La presse aussi enquête. À cause de la personnalité de la victime, mais aussi de l'apparente précipitation avec laquelle on semble avoir voulu clore le dossier. Précipitation et gêne : aucun ministre ne s'est déplacé aux obsèques de Jean de Broglie. Officiellement à cause de la pluie.

Au fil des jours, on apprend que le député de l'Eure avait fondé une société fictive au Luxembourg, la Sodetex SA. Or, cette société se révèle être une des nombreuses filiales de la Matesa, cette compagnie espagnole au centre, en 1969, d'un gigantesque scandale politico-financier. On découvre que le policier marron, Guy Simoné, devait 120 000 F au prince député Jean de Broglie et était lié à celui qui leur avait servi d'intermédiaire, Pierre de Varga, par un eurosignal, un système d'alerte à distance. On apprend aussi que le même Simoné avait déjà par deux fois tenté de recruter des tueurs à gages pour assassiner le député.

On parle de faux bons des Charbonnages de France, de trafic de drogue, de vente d'armes, d'Israël, de l'OLP. Au passage, l'inculpation d'un comparse, le cambriolage du château familial des Broglie, ou l'incendie accidentel du carnet d'adresses du prince dans une photocopieuse de la PJ font les gros titres les jours sans révélation.

De son côté, le juge Guy Floch poursuit son enquête en multipliant interrogatoires et perquisitions. Il remet Patrick de Ribemont en liberté, mais maintient son inculpation pour complicité d'homicide volontaire, comme celle de Pierre de Varga, qui, lui, restera en prison.

Rebondissement

Fin mars 1977, l'affaire prend un tour nouveau avec l'inculpation pour destruction de document d'une cardiologue rattachée au service de médecine pénitentiaire, le docteur Nelly Azerad, et d'un des avocats de Pierre de Varga. Maître Alain Beaumont aurait, quelques jours après le meurtre, incité le docteur Azerad, qui soignait Varga et Broglie, à détruire son carnet de rendez-vous. Ce document aurait pu prouver que Pierre de Varga connaissait les heures de visite du député de l'Eure chez le cardiologue et pouvait le communiquer aux tueurs, comme l'affirme Guy Simoné.

Détail important, qui permettrait de savoir si Simoné ment ou pas. Peut-être le policier dit-il vrai en affirmant avoir fait assassiner Jean de Broglie pour le compte de Pierre de Varga. Mais peut-être a-t-il agi pour éteindre sa propre dette à l'égard du député de l'Eure. Ou bien encore pour des tiers qu'il couvrirait en chargeant les deux hommes d'affaires.
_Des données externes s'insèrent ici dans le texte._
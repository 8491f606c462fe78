use chrono::{DateTime, FixedOffset};
use serde::{Deserialize, Deserializer, Serialize};
use std::collections::HashMap;
use std::fmt;
use std::str::FromStr;
use thiserror::Error;

use crate::daterange::DateRange;

/// The bulk operation a page offers. Each page owns exactly one family.
#[derive(Debug, Clone, Copy, Serialize, Deserialize, PartialEq, Eq, Hash)]
#[serde(rename_all = "snake_case")]
pub enum ActionKind {
    Sync,
    Rename,
    Reconcile,
}

impl ActionKind {
    pub fn as_str(&self) -> &'static str {
        match self {
            ActionKind::Sync => "sync",
            ActionKind::Rename => "rename",
            ActionKind::Reconcile => "reconcile",
        }
    }

    pub fn label(&self) -> &'static str {
        match self {
            ActionKind::Sync => "Sync",
            ActionKind::Rename => "Rename",
            ActionKind::Reconcile => "Reconcile",
        }
    }

    pub fn progressive(&self) -> &'static str {
        match self {
            ActionKind::Sync => "Syncing",
            ActionKind::Rename => "Renaming",
            ActionKind::Reconcile => "Reconciling",
        }
    }

    /// Only reconciliation can collide with an existing item code.
    pub fn supports_preflight(&self) -> bool {
        matches!(self, ActionKind::Reconcile)
    }

    pub fn all() -> [ActionKind; 3] {
        [ActionKind::Sync, ActionKind::Rename, ActionKind::Reconcile]
    }
}

impl fmt::Display for ActionKind {
    fn fmt(&self, f: &mut fmt::Formatter<'_>) -> fmt::Result {
        f.pad(self.as_str())
    }
}

#[derive(Debug, Error)]
#[error("unknown action '{0}' (expected sync, rename or reconcile)")]
pub struct ParseActionError(String);

impl FromStr for ActionKind {
    type Err = ParseActionError;

    fn from_str(s: &str) -> Result<Self, Self::Err> {
        match s.trim().to_ascii_lowercase().as_str() {
            "sync" => Ok(ActionKind::Sync),
            "rename" => Ok(ActionKind::Rename),
            "reconcile" => Ok(ActionKind::Reconcile),
            other => Err(ParseActionError(other.to_string())),
        }
    }
}

#[derive(Debug, Clone, Copy, Default, Serialize, Deserialize, PartialEq, Eq)]
pub enum JobRunState {
    #[default]
    Idle,
    Running,
}

/// What to do when the merge pre-check call itself fails.
#[derive(Debug, Clone, Copy, Default, Serialize, Deserialize, PartialEq, Eq)]
#[serde(rename_all = "snake_case")]
pub enum PreflightPolicy {
    /// Treat the failure as "nothing needs merging".
    #[default]
    Proceed,
    /// Abort the bulk action.
    Block,
}

#[derive(Debug, Clone, Serialize, Deserialize, PartialEq, Eq)]
pub struct Variant {
    #[serde(default, deserialize_with = "null_as_empty")]
    pub sku: String,
}

/// Product snapshot as returned by the remote store.
#[derive(Debug, Clone, Serialize, Deserialize, PartialEq, Eq)]
pub struct RemoteRecord {
    #[serde(deserialize_with = "id_as_string")]
    pub id: String,
    #[serde(default, deserialize_with = "null_as_empty")]
    pub title: String,
    pub created_at: DateTime<FixedOffset>,
    #[serde(default)]
    pub variants: Vec<Variant>,
    #[serde(default)]
    pub synced: bool,
}

impl RemoteRecord {
    /// First non-empty variant SKU.
    pub fn primary_sku(&self) -> Option<&str> {
        self.variants
            .iter()
            .map(|v| v.sku.as_str())
            .find(|sku| !sku.is_empty())
    }
}

#[derive(Debug, Clone, Default, PartialEq, Eq)]
pub struct Page {
    pub records: Vec<RemoteRecord>,
    /// Merge requirement by record id, when the source knows it.
    pub merge_flags: HashMap<String, bool>,
    pub next_cursor: Option<String>,
    pub prev_cursor: Option<String>,
}

#[derive(Debug, Clone, PartialEq, Eq)]
pub struct PageQuery {
    pub range: DateRange,
    pub cursor: Option<String>,
}

#[derive(Debug, Clone, Serialize, Deserialize, PartialEq, Eq)]
pub struct MergeCandidate {
    #[serde(deserialize_with = "id_as_string")]
    pub id: String,
    #[serde(default, deserialize_with = "null_as_empty")]
    pub sku: String,
}

#[derive(Debug, Clone, Copy, Serialize, Deserialize, PartialEq, Eq)]
#[serde(rename_all = "lowercase")]
pub enum JobStatus {
    Queued,
    Started,
    Finished,
    Failed,
    Stopped,
    #[serde(other)]
    Unknown,
}

impl JobStatus {
    pub fn as_str(&self) -> &'static str {
        match self {
            JobStatus::Queued => "queued",
            JobStatus::Started => "started",
            JobStatus::Finished => "finished",
            JobStatus::Failed => "failed",
            JobStatus::Stopped => "stopped",
            JobStatus::Unknown => "unknown",
        }
    }

    pub fn is_active(&self) -> bool {
        matches!(self, JobStatus::Queued | JobStatus::Started)
    }

    pub const ACTIVE: [JobStatus; 2] = [JobStatus::Queued, JobStatus::Started];
}

#[derive(Debug, Clone, Serialize, Deserialize, PartialEq, Eq)]
pub struct ActiveJob {
    pub job_name: String,
    pub status: JobStatus,
}

/// One push from a job's progress channel.
#[derive(Debug, Clone, Serialize, Deserialize, PartialEq, Eq)]
pub struct ProgressMessage {
    #[serde(alias = "message", default)]
    pub text: String,
    #[serde(default)]
    pub done: bool,
}

impl ProgressMessage {
    pub fn line(text: impl Into<String>) -> Self {
        Self {
            text: text.into(),
            done: false,
        }
    }

    pub fn done(text: impl Into<String>) -> Self {
        Self {
            text: text.into(),
            done: true,
        }
    }
}

fn null_as_empty<'de, D>(deserializer: D) -> Result<String, D::Error>
where
    D: Deserializer<'de>,
{
    Ok(Option::<String>::deserialize(deserializer)?.unwrap_or_default())
}

// Store ids arrive as JSON numbers; everything downstream keys on strings.
fn id_as_string<'de, D>(deserializer: D) -> Result<String, D::Error>
where
    D: Deserializer<'de>,
{
    #[derive(Deserialize)]
    #[serde(untagged)]
    enum RawId {
        Num(u64),
        Text(String),
    }
    Ok(match RawId::deserialize(deserializer)? {
        RawId::Num(n) => n.to_string(),
        RawId::Text(s) => s.trim().to_string(),
    })
}

#[cfg(test)]
mod tests {
    use super::*;

    #[test]
    fn record_from_store_json() {
        let rec: RemoteRecord = serde_json::from_value(serde_json::json!({
            "id": 8123456789u64,
            "title": "Linen Shirt",
            "created_at": "2024-08-30T17:28:18-04:00",
            "variants": [{"sku": null}, {"sku": "LS-01"}],
        }))
        .unwrap();
        assert_eq!(rec.id, "8123456789");
        assert!(!rec.synced);
        assert_eq!(rec.variants[0].sku, "");
        assert_eq!(rec.primary_sku(), Some("LS-01"));
    }

    #[test]
    fn action_parsing() {
        assert_eq!("Reconcile".parse::<ActionKind>().unwrap(), ActionKind::Reconcile);
        assert!("merge".parse::<ActionKind>().is_err());
        assert!(ActionKind::Reconcile.supports_preflight());
        assert!(!ActionKind::Sync.supports_preflight());
    }

    #[test]
    fn progress_message_accepts_message_alias() {
        let msg: ProgressMessage =
            serde_json::from_str(r#"{"message": "Synced 1 of 3", "done": false}"#).unwrap();
        assert_eq!(msg, ProgressMessage::line("Synced 1 of 3"));
    }

    #[test]
    fn job_status_unknown_values() {
        let job: ActiveJob =
            serde_json::from_str(r#"{"job_name": "x", "status": "deferred"}"#).unwrap();
        assert_eq!(job.status, JobStatus::Unknown);
        assert!(!job.status.is_active());
    }
}
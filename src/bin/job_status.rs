use anyhow::Result;
use clap::Parser;
use std::path::PathBuf;

use storefront_bulk::config;
use storefront_bulk::host::HttpHost;
use storefront_bulk::model::{ActionKind, JobStatus};
use storefront_bulk::services::JobQueue;

#[derive(Parser, Debug)]
#[command(about = "Show queued or started bulk jobs per action")]
struct Args {
    /// Path to YAML config
    #[arg(long, default_value = "config.yaml")]
    config: PathBuf,
}

#[tokio::main]
async fn main() -> Result<()> {
    tracing_subscriber::fmt()
        .with_env_filter(tracing_subscriber::EnvFilter::from_default_env())
        .with_target(false)
        .compact()
        .init();

    let args = Args::parse();
    let cfg = config::load(Some(&args.config))?;

    // Job listing does not depend on the action the client is bound to.
    let host = HttpHost::from_config(&cfg, ActionKind::Sync)?;
    let active = host.list_active_jobs(&JobStatus::ACTIVE).await?;

    for action in ActionKind::all() {
        let job_name = &cfg.actions.get(action).job_name;
        match active.iter().find(|j| &j.job_name == job_name) {
            Some(job) => println!("{:<10} {} ({})", action, job_name, job.status.as_str()),
            None => println!("{:<10} idle", action),
        }
    }
    Ok(())
}
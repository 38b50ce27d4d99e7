//! CRC-8 calculation for Sdp3x data words
//!
//! Copyright 2019 Ryan Kurte

use crate::device::{CRC_INIT, CRC_POLY, CRC_XOR};

/// Lookup table for the device CRC-8, generated at compile time from the bitwise algorithm
pub const CRC8_TABLE: [u8; 256] = crc8_table_gen();

/// Compute the table entry for a single register value
const fn crc8_step(v: u8) -> u8 {
    let mut crc = v;
    let mut bit = 0;

    while bit < 8 {
        if crc & 0x80 != 0 {
            crc = (crc << 1) ^ CRC_POLY;
        } else {
            crc <<= 1;
        }
        bit += 1;
    }

    crc
}

const fn crc8_table_gen() -> [u8; 256] {
    let mut table = [0u8; 256];
    let mut i = 0;

    while i < 256 {
        table[i] = crc8_step(i as u8);
        i += 1;
    }

    table
}

/// Helper for device CRC-8 calculation, bit by bit
pub fn crc8_bitwise(data: &[u8]) -> u8 {
    let mut crc = CRC_INIT;

    // For each byte
    for v in data {
        // XOR with current byte
        crc ^= v;

        // MSB first
        for _bit in 0..8 {
            if crc & 0x80 != 0 {
                crc = (crc << 1) ^ CRC_POLY;
            } else {
                crc = crc << 1;
            }
        }
    }

    // Apply final xor
    crc ^ CRC_XOR
}

/// Helper for device CRC-8 calculation, using [`CRC8_TABLE`]
pub fn crc8_table(data: &[u8]) -> u8 {
    let crc = data
        .iter()
        .fold(CRC_INIT, |crc, v| CRC8_TABLE[(crc ^ v) as usize]);

    crc ^ CRC_XOR
}

/// Device CRC-8, table driven when the `lookup-table` feature is enabled
#[cfg(feature = "lookup-table")]
pub fn crc8(data: &[u8]) -> u8 {
    crc8_table(data)
}

/// Device CRC-8, table driven when the `lookup-table` feature is enabled
#[cfg(not(feature = "lookup-table"))]
pub fn crc8(data: &[u8]) -> u8 {
    crc8_bitwise(data)
}

/// Check a received data word against its checksum
pub fn validate(data: &[u8; 2], crc: u8) -> bool {
    crc8(data) == crc
}
//! Sdp3x differential pressure sensor driver
//!
//! Copyright 2019 Ryan Kurte

#![cfg_attr(not(test), no_std)]

use core::fmt::Debug;
use core::marker::PhantomData;

#[macro_use]
extern crate log;

extern crate embedded_hal;

pub mod base;
pub mod config;
pub mod crc;
pub mod device;
pub mod measurement;

pub use base::Base;
pub use config::Config;
pub use device::*;
pub use measurement::Measurement;

/// Sdp3x sensor object
/// This is generic over an I2C connector and associated error type
pub struct Sdp3x<Conn, Err> {
    conn: Conn,
    config: Config,
    mode: SensorMode,
    _err: PhantomData<Err>,
}

/// Sdp3x error object
#[derive(Debug)]
pub enum Error<ConnErr> {
    /// Underlying bus error
    Transport(ConnErr),
    /// Received data word failed CRC validation
    BadChecksum { expected: u8, received: u8 },
    /// Operation not permitted in the current sensor mode
    InvalidState(SensorMode),
    /// Product identifier does not match a known device
    UnrecognizedDevice(u32),
}

impl <ConnErr> From<ConnErr> for Error<ConnErr> {
    fn from(conn_err: ConnErr) -> Self {
        Error::Transport(conn_err)
    }
}

/// Sdp3x measurement mode, as tracked by the driver
#[derive(PartialEq, Eq, Clone, Copy, Debug)]
pub enum SensorMode {
    /// No measurement in progress
    Idle,
    /// Continuous measurement started, results may be read repeatedly
    ContinuousMeasuring,
    /// Triggered measurement issued, a single result may be read
    TriggeredPending,
}

/// Known Sdp3x variants
#[derive(PartialEq, Eq, Clone, Copy, Debug)]
pub enum ProductVariant {
    /// SDP31, 500 Pa range
    Sdp31,
    /// SDP32, 125 Pa range
    Sdp32,
}

impl ProductVariant {
    /// Match a product identifier against known variants
    pub fn from_id(id: u32) -> Option<Self> {
        match id {
            PRODUCT_ID_SDP31 => Some(ProductVariant::Sdp31),
            PRODUCT_ID_SDP32 => Some(ProductVariant::Sdp32),
            _ => None,
        }
    }

    /// Product identifier reported by this variant
    pub fn id(&self) -> u32 {
        match self {
            ProductVariant::Sdp31 => PRODUCT_ID_SDP31,
            ProductVariant::Sdp32 => PRODUCT_ID_SDP32,
        }
    }
}

impl <Conn, Err> Sdp3x <Conn, Err> where
    Conn: Base<Err>,
    Err: Debug,
{
    /// Create a new Sdp3x sensor instance without communicating with the device
    pub fn new(conn: Conn, config: Config) -> Self {
        Sdp3x{ conn, config, mode: SensorMode::Idle, _err: PhantomData }
    }

    /// Create a new Sdp3x sensor instance and check a known device is present
    pub fn connect(conn: Conn, config: Config) -> Result<Self, Error<Err>> {
        // Create sensor object
        let mut s = Self::new(conn, config);

        // Check communication
        s.initialize()?;

        // Return sensor
        Ok(s)
    }

    /// Current measurement mode
    pub fn mode(&self) -> SensorMode {
        self.mode
    }

    /// Driver configuration
    pub fn config(&self) -> &Config {
        &self.config
    }

    /// Release the underlying connector
    pub fn release(self) -> Conn {
        self.conn
    }

    /// Read the product identifier and check it matches a known device
    pub fn initialize(&mut self) -> Result<ProductVariant, Error<Err>> {
        self.require(&[SensorMode::Idle])?;

        let id = self.try_read_product_id()?;

        match ProductVariant::from_id(id) {
            Some(v) => {
                debug!("Found {:?} (product id: {:#010x})", v, id);
                Ok(v)
            },
            None => Err(Error::UnrecognizedDevice(id)),
        }
    }

    /// Read the 32-bit product identifier
    pub fn try_read_product_id(&mut self) -> Result<u32, Error<Err>> {
        self.write_command(Command::ReadProductIdPart1)?;
        self.write_command(Command::ReadProductIdPart2)?;

        let mut buff = [0u8; 6];
        self.conn.read_bytes(self.config.address, &mut buff)?;

        let high = Self::word(&buff[0..3])?;
        let low = Self::word(&buff[3..6])?;

        Ok((high as u32) << 16 | (low as u32))
    }

    /// Read the 32-bit product identifier
    /// Returns zero if the read failed
    pub fn read_product_id(&mut self) -> u32 {
        match self.try_read_product_id() {
            Ok(v) => v,
            Err(e) => {
                debug!("Error reading product id: {:?}", e);
                0
            }
        }
    }

    /// Soft reset via the I2C general call
    /// Note this resets all devices on the bus that respond to general call
    pub fn soft_reset(&mut self) -> Result<(), Error<Err>> {
        self.conn.write_general_call(GENERAL_CALL_RESET)?;
        self.mode = SensorMode::Idle;
        Ok(())
    }

    /// Put the sensor to sleep
    /// The sensor ignores further commands until woken and re-initialized
    pub fn enter_sleep_mode(&mut self) -> Result<(), Error<Err>> {
        self.require(&[SensorMode::Idle])?;
        self.write_command(Command::EnterSleep)
    }

    /// Start continuous measurement of the selected quantity
    /// With averaging enabled the sensor averages all samples taken since the last read
    pub fn start_continuous(&mut self, kind: MeasurementType, averaging: bool) -> Result<(), Error<Err>> {
        self.require(&[SensorMode::Idle])?;
        self.write_command(Command::continuous(kind, averaging))?;
        self.mode = SensorMode::ContinuousMeasuring;
        Ok(())
    }

    /// Stop continuous measurement
    /// This is a no-op if continuous measurement is not running
    pub fn stop_continuous(&mut self) -> Result<(), Error<Err>> {
        if self.mode != SensorMode::ContinuousMeasuring {
            return Ok(());
        }

        self.write_command(Command::StopContinuous)?;
        self.mode = SensorMode::Idle;
        Ok(())
    }

    /// Trigger a single measurement of the selected quantity
    /// The caller must wait for the measurement to complete before reading it,
    /// unless clock stretching is enabled and supported by the bus
    pub fn trigger_measurement(&mut self, kind: MeasurementType, stretching: bool) -> Result<(), Error<Err>> {
        self.require(&[SensorMode::Idle, SensorMode::TriggeredPending])?;
        self.write_command(Command::triggered(kind, stretching))?;
        self.mode = SensorMode::TriggeredPending;
        Ok(())
    }

    /// Read a measurement from the sensor
    pub fn read_measurement(&mut self) -> Result<Measurement, Error<Err>> {
        self.require(&[SensorMode::ContinuousMeasuring, SensorMode::TriggeredPending])?;

        let mut buff = [0u8; 9];
        self.conn.read_bytes(self.config.address, &mut buff)?;

        // Words MUST all be valid before any are used
        let pressure = Self::word(&buff[0..3])? as i16;
        let temperature = Self::word(&buff[3..6])? as i16;
        let scale_factor = Self::word(&buff[6..9])? as i16;

        let scale_factor = self.config.scale_factor.unwrap_or(scale_factor);

        Ok(Measurement::decode(pressure, temperature, scale_factor))
    }

    /// Check the current mode is one of those allowed for an operation
    fn require(&self, allowed: &[SensorMode]) -> Result<(), Error<Err>> {
        if !allowed.contains(&self.mode) {
            return Err(Error::InvalidState(self.mode));
        }
        Ok(())
    }

    fn write_command(&mut self, command: Command) -> Result<(), Error<Err>> {
        trace!("Writing command: {:?}", command);
        self.conn.write_command(self.config.address, &command.encode())
    }

    /// Convert from a 3-byte response word (MSB, LSB, CRC) into a u16
    fn word(line: &[u8]) -> Result<u16, Error<Err>> {
        let data = [line[0], line[1]];

        if !crc::validate(&data, line[2]) {
            return Err(Error::BadChecksum{ expected: crc::crc8(&data), received: line[2] });
        }

        Ok(u16::from_be_bytes(data))
    }
}
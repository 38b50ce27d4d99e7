//! Conversion of raw Sdp3x readings into physical units
//!
//! Copyright 2019 Ryan Kurte

/// Temperature scale factor, fixed for all Sdp3x variants (LSB per degree celsius)
pub const TEMPERATURE_SCALE: f32 = 200.0;

/// Sdp3x measurement object
#[derive(PartialEq, Clone, Copy, Debug)]
pub struct Measurement {
    /// Differential pressure in Pascals
    /// Range: -500 - 500 Pa (SDP31), -125 - 125 Pa (SDP32)
    pub pressure: f32,
    /// Temperature in degrees celsius
    /// Range: -40 - 85 C
    pub temperature: f32,
}

impl Measurement {
    /// Decode raw signed readings into a measurement
    ///
    /// `scale_factor` is the pressure scale (LSB per Pascal), usually taken from
    /// the third word of the measurement response.
    /// Values are not clamped, the sensor range bounds them.
    pub fn decode(pressure: i16, temperature: i16, scale_factor: i16) -> Self {
        Measurement {
            pressure: pressure as f32 / scale_factor as f32,
            temperature: temperature as f32 / TEMPERATURE_SCALE,
        }
    }
}
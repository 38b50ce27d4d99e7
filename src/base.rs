//! Base communication implementation for interacting with Sdp3x device
//!
//! Copyright 2019 Ryan Kurte

use core::fmt::Debug;

use embedded_hal::blocking::i2c;

use crate::Error;
use crate::device::*;

/// Base API for reading and writing to the device
/// This should not be required by consumers, but is exposed to support alternate transports
pub trait Base<Err> {
    /// Write raw command bytes to the device at the provided address
    fn write_command(&mut self, address: u8, bytes: &[u8]) -> Result<(), Error<Err>>;
    /// Read raw bytes from the device at the provided address, filling the buffer
    fn read_bytes(&mut self, address: u8, data: &mut [u8]) -> Result<(), Error<Err>>;
    /// Write a single byte to the bus general call address
    fn write_general_call(&mut self, byte: u8) -> Result<(), Error<Err>>;
}

/// Base implementation for I2C devices
impl <Conn, Err> Base<Err> for Conn where
    Conn: i2c::Read<Error=Err> + i2c::Write<Error=Err>,
    Err: Debug,
{
    fn write_command(&mut self, address: u8, bytes: &[u8]) -> Result<(), Error<Err>> {
        trace!("Writing to {:#04x}: {:02x?}", address, bytes);

        self.write(address, bytes).map_err(Error::Transport)
    }

    fn read_bytes(&mut self, address: u8, data: &mut [u8]) -> Result<(), Error<Err>> {
        self.read(address, data).map_err(Error::Transport)?;

        trace!("Read from {:#04x}: {:02x?}", address, data);

        Ok(())
    }

    fn write_general_call(&mut self, byte: u8) -> Result<(), Error<Err>> {
        trace!("Writing general call: {:#04x}", byte);

        self.write(GENERAL_CALL_ADDRESS, &[byte]).map_err(Error::Transport)
    }
}
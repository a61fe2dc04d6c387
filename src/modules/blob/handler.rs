use crate::infrastructure::storage::{BlobBody, BlobKey, StorageError};
use crate::state::AppState;
use axum::{
    body::Body,
    extract::{Path, State},
    http::{StatusCode, header},
    response::{IntoResponse, Response},
};
use futures_util::TryStreamExt;
use tokio_util::io::{ReaderStream, StreamReader};
use tracing::{debug, error};

fn blob_key(id: i64, name: String) -> Result<BlobKey, StatusCode> {
    if name.is_empty() || name == "." || name == ".." || name.contains('\\') {
        return Err(StatusCode::BAD_REQUEST);
    }
    Ok(BlobKey::new(id, name))
}

fn storage_failure(key: &BlobKey, e: StorageError) -> Response {
    match e {
        StorageError::NotFound(_) => StatusCode::NOT_FOUND.into_response(),
        e => {
            error!(%key, error = %e, "Blob proxy storage error");
            StatusCode::INTERNAL_SERVER_ERROR.into_response()
        }
    }
}

/// Streams a stored object out, e.g. the raw upload into ffmpeg.
pub async fn get_blob(
    State(state): State<AppState>,
    Path((id, name)): Path<(i64, String)>,
) -> Response {
    let key = match blob_key(id, name) {
        Ok(key) => key,
        Err(status) => return status.into_response(),
    };

    let reader = match state.blobs.get(&key).await {
        Ok(reader) => reader,
        Err(e) => return storage_failure(&key, e),
    };

    let content_type = mime_guess::from_path(&key.name).first_or_octet_stream();
    debug!(%key, "Serving blob");

    (
        [(header::CONTENT_TYPE, content_type.to_string())],
        Body::from_stream(ReaderStream::new(reader)),
    )
        .into_response()
}

/// Stores the request body, e.g. a thumbnail or DASH segment written by ffmpeg.
pub async fn put_blob(
    State(state): State<AppState>,
    Path((id, name)): Path<(i64, String)>,
    body: Body,
) -> Response {
    let key = match blob_key(id, name) {
        Ok(key) => key,
        Err(status) => return status.into_response(),
    };

    let reader: BlobBody<'_> = Box::pin(StreamReader::new(
        body.into_data_stream().map_err(std::io::Error::other),
    ));

    match state.blobs.put(&key, reader).await {
        Ok(written) => {
            debug!(%key, bytes = written, "Stored blob");
            StatusCode::CREATED.into_response()
        }
        Err(e) => storage_failure(&key, e),
    }
}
Difficile de trancher parmi ces hypothèses... Et quelle que soit la vérité qui se manifeste un jour, des zones d'ombres et des questions sans réponses demeureront toujours dans ce qui est le type même de ces grandes affaires qui défraient la chronique une fois tous les dix ans.

Vathaire-Dassault : une escroquerie troublante

La disparition d'Hervé de Vathaire (et avec lui de 8 millions de F appartenant à la Société Dassault) remonte déjà à près de deux mois lorsque, le 4 septembre 1976, la presse révèle ce qui deviendra très vite l'affaire Vathaire, puis l'affaire Dassault.

Le 6 juillet 1976, en effet, Hervé de Vathaire se présente au guichet de la BNP, avenue de la Grande-Armée, à Paris. Il vient retirer 8 millions sur le compte de la Société Dassault. Démarche qui n'éveille aucune inquiétude : depuis 24 ans. Hervé de Vathaire n'est-il pas un des hommes de confiance de Marcel Dassault, qui lui a confié la comptabilité de plusieurs de ses sociétés ?

Pourtant, le banquier qui lui a remis les fonds finit par s'inquiéter. Trop tard : Hervé de Vathaire a disparu. Avec Bernadette Roels, son amie, il a rejoint un couple qu'il fréquente beaucoup depuis quelque temps : Jean Kay, pirate de l'air manqué, aventurier et mercenaire, et sa maîtresse, Danièle Marquet.

Plainte

Hervé de Vathaire a fait leur connaissance peu de temps après la mort mystérieuse de son épouse en avril 1976 ; malade, Mme de Vathaire avait été retrouvée noyée dans sa baignoire. Amateur d'étrange (il est l'auteur d'un conte ésotérique), le comptable de Dassault est fasciné par l'aventurier Jean Kay, devenu célèbre en 1971 pour avoir tenté de détourner un avion au profit des réfugiés du Bangladesh. Il remet à Jean Kay un dossier qu'il a constitué sur certaines affaires financières et fiscales de Dassault. C'est peur récupérer ce dossier imprudemment confié qu'Hervé de Vathaire retire 8 millions de F sur le compte de son patron. En vain.